Cape Town Water restrictions – Answers to questions

As the summer hots up worries about understanding and coping with the 30% water restrictions are growing.  Before getting even hotter under the collar trying to find out about new rules which are different to the level 2 Restrictions, have a look at the Frequently Answered Questions pdf from the City of Cape Town.  It answers many questions about the level 3 water restrictions.  Read more here. 2016-11-level-3-water-restrictions-faqs


The pie chart of water consumers shows that houses in Cape Town use the highest percentage of water.  They also offer the biggest opportunity for water efficiency and saving.

NOTE: If your garden is your pride and joy and you are too frail to carry a bucket or watering can and have no one to help, you can apply for an exemption to use a hose. Click here for the form: 2016-11-water-restrictions-special-exemption-application-form.  The forms are also available at the City’s sub- council offices. Your application must be accompanied by a copy of your ID. This does not exempt anyone from using water conservatively.  And in the current water crisis, lawns & pools are not a priority. The higher Level 3 Water Restriction tariffs will apply for all water consumed above the free 6000 kilolitres per month.

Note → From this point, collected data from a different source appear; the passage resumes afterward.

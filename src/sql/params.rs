//! Typed query parameters and their binding onto sqlx queries.

use crate::criteria::FieldValue;
use sqlx::postgres::{PgArguments, Postgres};
use sqlx::query::Query;

/// A value bound to a `$n` placeholder. Nulls keep their column type so PostgreSQL can infer it.
#[derive(Clone, Debug, PartialEq)]
pub enum SqlParam {
    BigInt(i64),
    Int(Option<i32>),
    Text(Option<String>),
}

impl From<&FieldValue> for SqlParam {
    fn from(v: &FieldValue) -> Self {
        match v {
            FieldValue::Integer(n) => SqlParam::BigInt(*n),
            FieldValue::Text(s) => SqlParam::Text(Some(s.clone())),
        }
    }
}

/// Bind params in placeholder order.
pub fn bind_params<'q>(
    mut query: Query<'q, Postgres, PgArguments>,
    params: &'q [SqlParam],
) -> Query<'q, Postgres, PgArguments> {
    for p in params {
        query = match p {
            SqlParam::BigInt(n) => query.bind(*n),
            SqlParam::Int(n) => query.bind(*n),
            SqlParam::Text(s) => query.bind(s.as_deref()),
        };
    }
    query
}

/// Escape `LIKE` wildcards so user input matches literally, then wrap in `%..%`.
pub fn like_pattern(needle: &str) -> String {
    let mut out = String::with_capacity(needle.len() + 2);
    out.push('%');
    for c in needle.chars() {
        if matches!(c, '\\' | '%' | '_') {
            out.push('\\');
        }
        out.push(c);
    }
    out.push('%');
    out
}
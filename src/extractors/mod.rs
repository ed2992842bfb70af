pub mod car_query;

pub use car_query::CarQuery;
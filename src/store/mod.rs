//! Car persistence: the repository trait, its PostgreSQL and in-memory implementations,
//! and database bootstrap.

mod memory;
mod postgres;

pub use memory::InMemoryCarRepository;
pub use postgres::{ensure_database_exists, ensure_schema, PgCarRepository};

use crate::criteria::{CarCriteria, Sort};
use crate::domain::Car;
use crate::error::AppError;
use async_trait::async_trait;

/// Mutation applied by [`CarRepository::update_with`] while the row is held.
pub type UpdateFn = Box<dyn FnOnce(&mut Car) + Send>;

#[async_trait]
pub trait CarRepository: Send + Sync {
    /// Insert when `car.id` is `None`, otherwise replace the row with that id. Returns the stored row.
    async fn save(&self, car: Car) -> Result<Car, AppError>;

    async fn find_by_id(&self, id: i64) -> Result<Option<Car>, AppError>;

    /// Rows matching `criteria`, ordered by `sort` then id.
    async fn find_all(&self, criteria: &CarCriteria, sort: &[Sort]) -> Result<Vec<Car>, AppError>;

    async fn count(&self, criteria: &CarCriteria) -> Result<u64, AppError>;

    async fn exists_by_id(&self, id: i64) -> Result<bool, AppError>;

    /// No-op when the id does not exist.
    async fn delete_by_id(&self, id: i64) -> Result<(), AppError>;

    /// Load, mutate and write back one row as a single unit of work. `None` if the id does not exist.
    async fn update_with(&self, id: i64, apply: UpdateFn) -> Result<Option<Car>, AppError>;

    /// Readiness probe.
    async fn ping(&self) -> Result<(), AppError>;
}
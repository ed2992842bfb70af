//! Common routes: health, readiness, version.

use crate::state::AppState;
use axum::{extract::State, http::StatusCode, routing::get, Json, Router};
use serde::Serialize;

#[derive(Serialize)]
struct HealthBody {
    status: &'static str,
}

#[derive(Serialize)]
struct ReadyBody {
    status: &'static str,
    store: &'static str,
}

async fn health() -> Json<HealthBody> {
    Json(HealthBody { status: "ok" })
}

async fn ready(State(state): State<AppState>) -> Result<Json<ReadyBody>, (StatusCode, Json<ReadyBody>)> {
    if let Err(e) = state.cars.ping().await {
        tracing::warn!(error = %e, "readiness check failed");
        return Err((
            StatusCode::SERVICE_UNAVAILABLE,
            Json(ReadyBody {
                status: "degraded",
                store: "unavailable",
            }),
        ));
    }
    Ok(Json(ReadyBody {
        status: "ok",
        store: "ok",
    }))
}

async fn version() -> Json<serde_json::Value> {
    Json(serde_json::json!({
        "name": env!("CARGO_PKG_NAME"),
        "version": env!("CARGO_PKG_VERSION")
    }))
}

/// GET /health, /ready, /version, /info.
pub fn common_routes(state: AppState) -> Router {
    Router::new()
        .route("/health", get(health))
        .route("/ready", get(ready))
        .route("/version", get(version))
        .route("/info", get(version))
        .with_state(state)
}
//! Shared application state for all routes.

use crate::service::{CarQueryService, CarService};
use crate::store::CarRepository;
use std::sync::Arc;

#[derive(Clone)]
pub struct AppState {
    pub cars: CarService,
    pub queries: CarQueryService,
    /// Prefix for alert headers, e.g. `carApp`.
    pub app_name: Arc<str>,
}

impl AppState {
    pub fn new(repository: Arc<dyn CarRepository>, app_name: &str) -> Self {
        Self {
            cars: CarService::new(repository.clone()),
            queries: CarQueryService::new(repository),
            app_name: Arc::from(app_name),
        }
    }
}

NB TIP: Now is the time to find and monitor your water meter. That undetected leak could start costing you a lot more money at the higher tariffs.  If you have a leak rather find out as soon as possible and not when it is reflected as a multi thousand rand charge on your water account. Your water meter can help to both discover lost water and help you to manage consumption on a daily or weekly basis.  Go find it. Switch off all taps and check to see that the meter is not turning over and recording water consumption. If it is you probably have a leak.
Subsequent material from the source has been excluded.